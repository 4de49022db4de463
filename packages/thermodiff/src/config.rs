//! Acquisition configuration.
//!
//! Everything here is fixed for the lifetime of a controller except the
//! measurement duration, which can be changed between sessions through
//! [`crate::SessionController::set_duration`].

use crate::error::{AcquisitionError, Result};
use serde::{Deserialize, Serialize};
use std::path::Path;

/// 21-tap Hamming-windowed sinc low-pass kernel (cutoff 0.05 cycles/sample),
/// normalised so the taps sum to 1.
pub const DEFAULT_COEFFICIENTS: [f64; 21] = [
    0.00000000000000000,
    0.00132722289691133,
    0.00465025225065795,
    0.01174980260814237,
    0.02377922195610704,
    0.04072345118987478,
    0.06115692611623452,
    0.08240367418835903,
    0.10108221115667201,
    0.11389737880049781,
    0.11845971767308623,
    0.11389737880049781,
    0.10108221115667201,
    0.08240367418835903,
    0.06115692611623452,
    0.04072345118987478,
    0.02377922195610704,
    0.01174980260814237,
    0.00465025225065795,
    0.00132722289691133,
    0.00000000000000000,
];

pub const DEFAULT_DURATION_SECS: u64 = 100;

/// How channel values are turned into the reported difference.
#[derive(Debug, Clone, Copy, PartialEq, Eq, Default, Serialize, Deserialize)]
#[serde(rename_all = "snake_case")]
pub enum ChannelMode {
    /// Two channels; difference = filtered[0] - filtered[1]
    #[default]
    Differential,
    /// One channel; difference = filtered value minus the previous filtered value
    PreviousDelta,
}

impl ChannelMode {
    pub fn channel_count(self) -> usize {
        match self {
            ChannelMode::Differential => 2,
            ChannelMode::PreviousDelta => 1,
        }
    }

    fn default_columns(self) -> Vec<usize> {
        (0..self.channel_count()).collect()
    }
}

#[derive(Debug, Clone, PartialEq, Serialize, Deserialize)]
#[serde(default)]
pub struct AcquisitionConfig {
    /// Session length announced in `"pong <duration>"`
    pub duration_secs: u64,

    /// FIR kernel, one weight per tap
    pub coefficients: Vec<f64>,

    /// Readings discarded at the start of each session before buffering
    pub warmup_samples: usize,

    pub mode: ChannelMode,

    /// 0-based data-line fields feeding each channel (None = leading fields)
    pub columns: Option<Vec<usize>>,
}

impl Default for AcquisitionConfig {
    fn default() -> Self {
        Self {
            duration_secs: DEFAULT_DURATION_SECS,
            coefficients: DEFAULT_COEFFICIENTS.to_vec(),
            warmup_samples: 0,
            mode: ChannelMode::default(),
            columns: None,
        }
    }
}

impl AcquisitionConfig {
    /// Load a configuration from a JSON file. Missing fields take defaults.
    pub fn from_json_file(path: impl AsRef<Path>) -> Result<Self> {
        let text = std::fs::read_to_string(path.as_ref())?;
        let config: Self = serde_json::from_str(&text)?;
        Ok(config)
    }

    /// Field indices feeding each channel, in channel order.
    pub fn resolved_columns(&self) -> Vec<usize> {
        self.columns
            .clone()
            .unwrap_or_else(|| self.mode.default_columns())
    }

    /// Minimum number of fields a data line must carry.
    pub fn required_fields(&self) -> usize {
        self.resolved_columns()
            .iter()
            .max()
            .map(|&c| c + 1)
            .unwrap_or(0)
    }

    pub fn validate(&self) -> Result<()> {
        if self.coefficients.is_empty() {
            return Err(AcquisitionError::InvalidConfig(
                "coefficient vector must not be empty".to_string(),
            ));
        }

        if let Some(i) = self.coefficients.iter().position(|c| !c.is_finite()) {
            return Err(AcquisitionError::InvalidConfig(format!(
                "coefficient {} is not finite",
                i
            )));
        }

        validate_duration(self.duration_secs)?;

        let columns = self.resolved_columns();
        if columns.len() != self.mode.channel_count() {
            return Err(AcquisitionError::InvalidConfig(format!(
                "{:?} mode needs {} column(s), got {}",
                self.mode,
                self.mode.channel_count(),
                columns.len()
            )));
        }

        Ok(())
    }
}

pub(crate) fn validate_duration(duration_secs: u64) -> Result<()> {
    if duration_secs == 0 {
        return Err(AcquisitionError::InvalidConfig(
            "measurement duration must be positive".to_string(),
        ));
    }
    Ok(())
}
//! Direct-form FIR filter over a fixed sliding window.
//!
//! The window holds the last K raw readings (K = number of taps). Until it
//! has been filled once the filter only reports fill progress; afterwards
//! every push evicts the oldest reading and yields a filtered value.

use crate::error::{AcquisitionError, Result};
use crate::types::FilterResult;

#[derive(Debug, Clone)]
pub struct FirFilter {
    coefficients: Vec<f64>,
    window: Vec<f64>,
    /// Next write position; once full this is also the oldest entry
    pos: usize,
    filled: usize,
}

impl FirFilter {
    pub fn new(coefficients: Vec<f64>) -> Result<Self> {
        if coefficients.is_empty() {
            return Err(AcquisitionError::InvalidConfig(
                "FIR filter needs at least one coefficient".to_string(),
            ));
        }

        Ok(Self {
            window: vec![0.0; coefficients.len()],
            coefficients,
            pos: 0,
            filled: 0,
        })
    }

    /// Number of taps (K)
    pub fn num_taps(&self) -> usize {
        self.coefficients.len()
    }

    pub fn is_ready(&self) -> bool {
        self.filled == self.num_taps()
    }

    /// Append a raw value and return either the fill progress or the
    /// filtered output.
    ///
    /// The caller is responsible for rejecting non-finite input.
    pub fn push_and_maybe_filter(&mut self, raw: f64) -> FilterResult {
        let k = self.num_taps();

        self.window[self.pos] = raw;
        self.pos = (self.pos + 1) % k;
        if self.filled < k {
            self.filled += 1;
        }

        if self.filled < k {
            return FilterResult::Filling(100.0 * self.filled as f64 / k as f64);
        }

        FilterResult::Ready(self.convolve())
    }

    /// Σ window[i] * coeffs[i] with window[0] the oldest reading.
    #[inline]
    fn convolve(&self) -> f64 {
        let k = self.num_taps();
        self.coefficients
            .iter()
            .enumerate()
            .map(|(i, &c)| c * self.window[(self.pos + i) % k])
            .sum()
    }
}

#[cfg(test)]
mod tests {
    use super::*;

    #[test]
    fn test_empty_coefficients_rejected() {
        assert!(FirFilter::new(vec![]).is_err());
    }

    #[test]
    fn test_fill_progress_until_k() {
        let mut filter = FirFilter::new(vec![0.25; 4]).unwrap();

        assert_eq!(filter.push_and_maybe_filter(1.0), FilterResult::Filling(25.0));
        assert_eq!(filter.push_and_maybe_filter(1.0), FilterResult::Filling(50.0));
        assert_eq!(filter.push_and_maybe_filter(1.0), FilterResult::Filling(75.0));
        assert_eq!(filter.push_and_maybe_filter(1.0), FilterResult::Ready(1.0));
        assert!(filter.is_ready());
    }

    #[test]
    fn test_single_tap_is_ready_immediately() {
        let mut filter = FirFilter::new(vec![2.0]).unwrap();
        assert_eq!(filter.push_and_maybe_filter(3.0), FilterResult::Ready(6.0));
        assert_eq!(filter.push_and_maybe_filter(-1.0), FilterResult::Ready(-2.0));
    }

    #[test]
    fn test_window_order_matches_coefficients() {
        // Oldest reading pairs with coeffs[0]
        let mut filter = FirFilter::new(vec![1.0, 10.0, 100.0]).unwrap();
        filter.push_and_maybe_filter(1.0);
        filter.push_and_maybe_filter(2.0);
        assert_eq!(filter.push_and_maybe_filter(3.0), FilterResult::Ready(321.0));

        // Slide: window is now [2, 3, 4]
        assert_eq!(filter.push_and_maybe_filter(4.0), FilterResult::Ready(432.0));
    }

    #[test]
    fn test_never_refills_after_threshold() {
        let mut filter = FirFilter::new(vec![0.5, 0.5]).unwrap();
        filter.push_and_maybe_filter(0.0);
        filter.push_and_maybe_filter(0.0);
        for i in 0..50 {
            assert!(matches!(
                filter.push_and_maybe_filter(i as f64),
                FilterResult::Ready(_)
            ));
        }
    }

    #[test]
    fn test_step_response_settles() {
        let mut filter = FirFilter::new(crate::DEFAULT_COEFFICIENTS.to_vec()).unwrap();
        let mut last = FilterResult::Filling(0.0);
        for _ in 0..filter.num_taps() {
            filter.push_and_maybe_filter(0.0);
        }
        for _ in 0..filter.num_taps() {
            last = filter.push_and_maybe_filter(1.0);
        }
        match last {
            FilterResult::Ready(y) => assert!((y - 1.0).abs() < 1e-9),
            other => panic!("expected Ready, got {:?}", other),
        }
    }
}
use thiserror::Error;

#[derive(Error, Debug)]
pub enum AcquisitionError {
    #[error("Invalid configuration: {0}")]
    InvalidConfig(String),

    #[error("Transport error: {0}")]
    Transport(String),

    #[error("IO error: {0}")]
    Io(#[from] std::io::Error),

    #[error("CSV error: {0}")]
    Csv(#[from] csv::Error),

    #[error("JSON error: {0}")]
    Json(#[from] serde_json::Error),
}

pub type Result<T> = std::result::Result<T, AcquisitionError>;
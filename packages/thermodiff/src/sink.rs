// Output sinks for processed samples
//
// Two collaborators receive the pipeline's output:
// - `RecordSink`: append-only persistence, reopened (truncated) per session
// - `DisplaySink`: live view fed with fill progress and samples
//
// `CsvRecordSink` flushes after every row so a crash loses at most the row
// being written. `TimeWindow` keeps a sliding window of recent points for
// rendering.

use crate::error::Result;
use crate::types::ProcessedSample;
use serde::{Deserialize, Serialize};
use std::collections::VecDeque;
use std::fs::File;
use std::path::{Path, PathBuf};

/// Persistence target for accepted samples.
pub trait RecordSink {
    /// (Re)create the target and write the header row.
    fn open(&mut self) -> Result<()>;

    /// Append one sample and make it durable before returning.
    fn write(&mut self, sample: &ProcessedSample) -> Result<()>;
}

/// Live view of a session.
pub trait DisplaySink {
    /// Drop everything shown for the previous session.
    fn clear(&mut self);

    fn show_progress(&mut self, percent: f64);

    fn show_sample(&mut self, sample: &ProcessedSample);
}

/// CSV file sink. Each numeric field is written with 3 decimals.
pub struct CsvRecordSink {
    path: PathBuf,
    channels: usize,
    writer: Option<csv::Writer<File>>,
}

impl CsvRecordSink {
    pub fn new(path: impl Into<PathBuf>, channels: usize) -> Self {
        Self {
            path: path.into(),
            channels,
            writer: None,
        }
    }

    pub fn path(&self) -> &Path {
        &self.path
    }

    fn header(&self) -> Vec<String> {
        let mut header = Vec::with_capacity(2 + 2 * self.channels);
        header.push("elapsed_s".to_string());
        header.extend((1..=self.channels).map(|i| format!("raw_{}", i)));
        header.extend((1..=self.channels).map(|i| format!("filtered_{}", i)));
        header.push("difference".to_string());
        header
    }
}

fn fmt3(value: f64) -> String {
    format!("{:.3}", value)
}

impl RecordSink for CsvRecordSink {
    fn open(&mut self) -> Result<()> {
        // File::create truncates an existing file from a previous session
        let file = File::create(&self.path)?;
        let mut writer = csv::Writer::from_writer(file);
        writer.write_record(self.header())?;
        writer.flush()?;

        log::info!("Recording samples to {}", self.path.display());
        self.writer = Some(writer);
        Ok(())
    }

    fn write(&mut self, sample: &ProcessedSample) -> Result<()> {
        let writer = self.writer.as_mut().ok_or_else(|| {
            std::io::Error::new(std::io::ErrorKind::NotConnected, "CSV sink is not open")
        })?;

        let mut record = Vec::with_capacity(2 + sample.raw.len() + sample.filtered.len());
        record.push(fmt3(sample.elapsed_secs));
        record.extend(sample.raw.iter().copied().map(fmt3));
        record.extend(sample.filtered.iter().copied().map(fmt3));
        record.push(fmt3(sample.difference));

        writer.write_record(&record)?;
        writer.flush()?;
        Ok(())
    }
}

/// Sink that accepts and drops everything.
#[derive(Debug, Default, Clone, Copy)]
pub struct NullRecordSink;

impl RecordSink for NullRecordSink {
    fn open(&mut self) -> Result<()> {
        Ok(())
    }

    fn write(&mut self, _sample: &ProcessedSample) -> Result<()> {
        Ok(())
    }
}

#[derive(Debug, Default, Clone, Copy)]
pub struct NullDisplay;

impl DisplaySink for NullDisplay {
    fn clear(&mut self) {}

    fn show_progress(&mut self, _percent: f64) {}

    fn show_sample(&mut self, _sample: &ProcessedSample) {}
}

/// One plotted point
#[derive(Debug, Clone, PartialEq, Serialize, Deserialize)]
pub struct DisplayPoint {
    pub elapsed_secs: f64,
    pub difference: f64,
    pub filtered: Vec<f64>,
}

/// Sliding time window over the current session's samples.
///
/// Points older than `window_secs` behind the newest point are dropped.
#[derive(Debug, Clone)]
pub struct TimeWindow {
    window_secs: f64,
    points: VecDeque<DisplayPoint>,
    progress: Option<f64>,
}

impl TimeWindow {
    pub fn new(window_secs: f64) -> Self {
        Self {
            window_secs,
            points: VecDeque::new(),
            progress: None,
        }
    }

    pub fn window_secs(&self) -> f64 {
        self.window_secs
    }

    pub fn set_window_secs(&mut self, window_secs: f64) {
        self.window_secs = window_secs;
        self.evict();
    }

    pub fn points(&self) -> impl Iterator<Item = &DisplayPoint> {
        self.points.iter()
    }

    pub fn len(&self) -> usize {
        self.points.len()
    }

    pub fn is_empty(&self) -> bool {
        self.points.is_empty()
    }

    pub fn latest(&self) -> Option<&DisplayPoint> {
        self.points.back()
    }

    /// Last reported fill progress, cleared once samples arrive.
    pub fn progress(&self) -> Option<f64> {
        self.progress
    }

    /// (min, max) of the differences currently in the window
    pub fn difference_range(&self) -> Option<(f64, f64)> {
        self.points.iter().map(|p| p.difference).fold(None, |acc, d| match acc {
            None => Some((d, d)),
            Some((lo, hi)) => Some((lo.min(d), hi.max(d))),
        })
    }

    fn evict(&mut self) {
        let Some(newest) = self.points.back().map(|p| p.elapsed_secs) else {
            return;
        };
        let cutoff = newest - self.window_secs;

        while let Some(front) = self.points.front() {
            if front.elapsed_secs < cutoff {
                self.points.pop_front();
            } else {
                break;
            }
        }
    }
}

impl DisplaySink for TimeWindow {
    fn clear(&mut self) {
        self.points.clear();
        self.progress = None;
    }

    fn show_progress(&mut self, percent: f64) {
        self.progress = Some(percent);
    }

    fn show_sample(&mut self, sample: &ProcessedSample) {
        self.progress = None;
        self.points.push_back(DisplayPoint {
            elapsed_secs: sample.elapsed_secs,
            difference: sample.difference,
            filtered: sample.filtered.clone(),
        });
        self.evict();
    }
}
use thermodiff::{DisplaySink, ProcessedSample, TimeWindow};

/// Line-per-sample console view over a [`TimeWindow`].
pub struct ConsoleDisplay {
    window: TimeWindow,
    quiet: bool,
    last_percent: Option<u32>,
}

impl ConsoleDisplay {
    pub fn new(window_secs: f64, quiet: bool) -> Self {
        Self {
            window: TimeWindow::new(window_secs),
            quiet,
            last_percent: None,
        }
    }

    pub fn window(&self) -> &TimeWindow {
        &self.window
    }
}

pub fn format_sample(sample: &ProcessedSample, range: Option<(f64, f64)>) -> String {
    let filtered = sample
        .filtered
        .iter()
        .map(|v| format!("{:.3}", v))
        .collect::<Vec<_>>()
        .join(" ");

    let mut line = format!(
        "{:>9.3} s  diff {:+.3}  [{}]",
        sample.elapsed_secs, sample.difference, filtered
    );
    if let Some((lo, hi)) = range {
        line.push_str(&format!("  window {:+.3}..{:+.3}", lo, hi));
    }
    line
}

impl DisplaySink for ConsoleDisplay {
    fn clear(&mut self) {
        self.window.clear();
        self.last_percent = None;
        if !self.quiet {
            println!("--- new measurement ---");
        }
    }

    fn show_progress(&mut self, percent: f64) {
        self.window.show_progress(percent);

        let whole = percent.floor() as u32;
        if self.last_percent == Some(whole) {
            return;
        }
        self.last_percent = Some(whole);
        if !self.quiet {
            println!("filling filter buffer: {:>3}%", whole);
        }
    }

    fn show_sample(&mut self, sample: &ProcessedSample) {
        self.window.show_sample(sample);
        if !self.quiet {
            println!("{}", format_sample(sample, self.window.difference_range()));
        }
    }
}
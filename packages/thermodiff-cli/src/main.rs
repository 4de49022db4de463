use clap::Parser;

mod acquisition_params;
mod cli;
mod commands;
mod display;
mod exit_codes;
mod transport;

use cli::Cli;

#[tokio::main(flavor = "current_thread")]
async fn main() {
    let cli = Cli::parse();

    let log_level = match cli.verbose {
        0 => log::LevelFilter::Warn,
        1 => log::LevelFilter::Info,
        2 => log::LevelFilter::Debug,
        _ => log::LevelFilter::Trace,
    };
    env_logger::Builder::new()
        .filter_level(log_level)
        .format_timestamp_millis()
        .init();

    let exit_code = match cli.command {
        cli::Command::Run(args) => commands::run::execute(args).await,
        cli::Command::Config(args) => commands::config::execute(args),
        cli::Command::Ports(args) => commands::ports::execute(args),
    };

    std::process::exit(exit_code);
}
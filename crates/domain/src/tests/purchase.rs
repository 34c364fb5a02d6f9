// Copyright (C) 2026 Fred Clausen
// Use of this source code is governed by an MIT-style
// license that can be found in the LICENSE file or at
// https://opensource.org/licenses/MIT.

use super::make_stand;
use crate::{DomainError, PurchaseQuote, StandCategory, quote_purchase, resolve_quantity};

#[test]
fn test_quantity_scales_price() {
    let stand = make_stand(1, 2, StandCategory::Food, 30, 2);
    let quote: PurchaseQuote = quote_purchase(&stand, 2).unwrap();
    assert_eq!(quote.quantity, 2);
    assert_eq!(quote.unit_price, 30);
    assert_eq!(quote.total_price, 60);
}

#[test]
fn test_consumables_require_quantity() {
    assert!(matches!(
        resolve_quantity(StandCategory::Food, None),
        Err(DomainError::InvalidQuantity { .. })
    ));
    assert!(matches!(
        resolve_quantity(StandCategory::Drink, Some(0)),
        Err(DomainError::InvalidQuantity { .. })
    ));
    assert_eq!(resolve_quantity(StandCategory::Food, Some(4)).unwrap(), 4);
}

#[test]
fn test_games_sell_a_single_unit() {
    assert_eq!(resolve_quantity(StandCategory::Game, None).unwrap(), 1);
    assert_eq!(resolve_quantity(StandCategory::Game, Some(1)).unwrap(), 1);
    assert!(matches!(
        resolve_quantity(StandCategory::Game, Some(2)),
        Err(DomainError::InvalidQuantity { .. })
    ));
}

#[test]
fn test_overflowing_total_is_rejected() {
    let stand = make_stand(1, 2, StandCategory::Food, u64::MAX / 2, 10);
    assert_eq!(
        quote_purchase(&stand, 3),
        Err(DomainError::PriceOverflow {
            unit_price: u64::MAX / 2,
            quantity: 3
        })
    );

    // Fits in u64 but not in a stored balance.
    let stand = make_stand(1, 2, StandCategory::Food, u64::MAX / 2, 10);
    assert!(quote_purchase(&stand, 2).is_err());
}
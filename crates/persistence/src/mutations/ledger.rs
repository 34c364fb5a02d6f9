// Copyright (C) 2026 Fred Clausen
// Use of this source code is governed by an MIT-style
// license that can be found in the LICENSE file or at
// https://opensource.org/licenses/MIT.

//! Balance mutation.
//!
//! Every change is a signed delta applied in place (`balance = balance ± n`)
//! with the sufficiency check in the same statement, so two concurrent
//! debits can never both pass against the same funds.

use diesel::SqliteConnection;
use diesel::prelude::*;
use tracing::{debug, info};

use crate::data_models::to_stored;
use crate::diesel_schema::{payment_top_ups, users};
use crate::error::PersistenceError;

fn user_exists(conn: &mut SqliteConnection, user_id: i64) -> Result<bool, PersistenceError> {
    Ok(diesel::select(diesel::dsl::exists(users::table.find(user_id))).get_result(conn)?)
}

/// Debits `amount` from a user's balance if and only if it covers the amount.
///
/// # Errors
///
/// Returns `PersistenceError::InsufficientBalance` if the balance is lower than
/// `amount`, or `PersistenceError::NotFound` if the user does not exist.
pub fn debit(
    conn: &mut SqliteConnection,
    user_id: i64,
    amount: u64,
) -> Result<(), PersistenceError> {
    let delta: i64 = to_stored("amount", amount)?;

    let updated: usize = diesel::update(
        users::table
            .filter(users::user_id.eq(user_id))
            .filter(users::balance.ge(delta)),
    )
    .set(users::balance.eq(users::balance - delta))
    .execute(conn)?;

    if updated == 0 {
        if user_exists(conn, user_id)? {
            debug!(user_id, amount, "Debit rejected: insufficient balance");
            return Err(PersistenceError::InsufficientBalance { user_id, amount });
        }
        return Err(PersistenceError::NotFound(format!("user {user_id}")));
    }

    debug!(user_id, amount, "Balance debited");
    Ok(())
}

/// Credits `amount` to a user's balance.
///
/// # Errors
///
/// Returns `PersistenceError::BalanceOverflow` if the result would not fit,
/// or `PersistenceError::NotFound` if the user does not exist.
pub fn credit(
    conn: &mut SqliteConnection,
    user_id: i64,
    amount: u64,
) -> Result<(), PersistenceError> {
    let delta: i64 = to_stored("amount", amount)?;

    let updated: usize = diesel::update(
        users::table
            .filter(users::user_id.eq(user_id))
            .filter(users::balance.le(i64::MAX - delta)),
    )
    .set(users::balance.eq(users::balance + delta))
    .execute(conn)?;

    if updated == 0 {
        if user_exists(conn, user_id)? {
            return Err(PersistenceError::BalanceOverflow { user_id, amount });
        }
        return Err(PersistenceError::NotFound(format!("user {user_id}")));
    }

    debug!(user_id, amount, "Balance credited");
    Ok(())
}

/// Moves `amount` from one user to another.
///
/// The debit is applied first, so the payer's row is always touched before
/// the payee's.
///
/// # Errors
///
/// Returns any error from [`debit`] or [`credit`]. The caller's transaction
/// must roll back on error so a debit is never left without its credit.
pub fn transfer(
    conn: &mut SqliteConnection,
    from_user_id: i64,
    to_user_id: i64,
    amount: u64,
) -> Result<(), PersistenceError> {
    debit(conn, from_user_id, amount)?;
    credit(conn, to_user_id, amount)?;

    info!(from_user_id, to_user_id, amount, "Balance transferred");
    Ok(())
}

/// Records an externally confirmed payment and credits the user.
///
/// # Errors
///
/// Returns `PersistenceError::Duplicate` if `reference` was already recorded.
pub fn record_top_up(
    conn: &mut SqliteConnection,
    user_id: i64,
    amount: u64,
    reference: &str,
) -> Result<i64, PersistenceError> {
    let stored_amount: i64 = to_stored("amount", amount)?;

    let top_up_id: i64 = diesel::insert_into(payment_top_ups::table)
        .values((
            payment_top_ups::user_id.eq(user_id),
            payment_top_ups::amount.eq(stored_amount),
            payment_top_ups::reference.eq(reference),
        ))
        .returning(payment_top_ups::top_up_id)
        .get_result(conn)?;

    credit(conn, user_id, amount)?;

    info!(top_up_id, user_id, amount, reference, "Top-up recorded");
    Ok(top_up_id)
}
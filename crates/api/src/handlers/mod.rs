// Copyright (C) 2026 Fred Clausen
// Use of this source code is governed by an MIT-style
// license that can be found in the LICENSE file or at
// https://opensource.org/licenses/MIT.

//! Orchestrators.
//!
//! Each public function is one command: it authorizes the actor, opens a
//! single store transaction, runs the eligibility checks against freshly
//! read rows, applies its writes, and only then notifies.

pub mod kermesses;
pub mod participations;
pub mod stands;
pub mod tombolas;
pub mod users;

use crate::error::ApiError;

/// Turns a missing row into `ResourceNotFound`.
pub(crate) fn require_found<T>(
    found: Option<T>,
    resource_type: &str,
    id: i64,
) -> Result<T, ApiError> {
    found.ok_or_else(|| ApiError::not_found(resource_type, id))
}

§ §

▸ Activity
Filter the records above down to the lines containing "channels".

▸ Exercise solution
    /// Two channels; difference = filtered[0] - filtered[1]
    channels: usize,
    pub fn new(path: impl Into<PathBuf>, channels: usize) -> Self {
            channels,
        let mut header = Vec::with_capacity(2 + 2 * self.channels);
        header.extend((1..=self.channels).map(|i| format!("raw_{}", i)));
        header.extend((1..=self.channels).map(|i| format!("filtered_{}", i)));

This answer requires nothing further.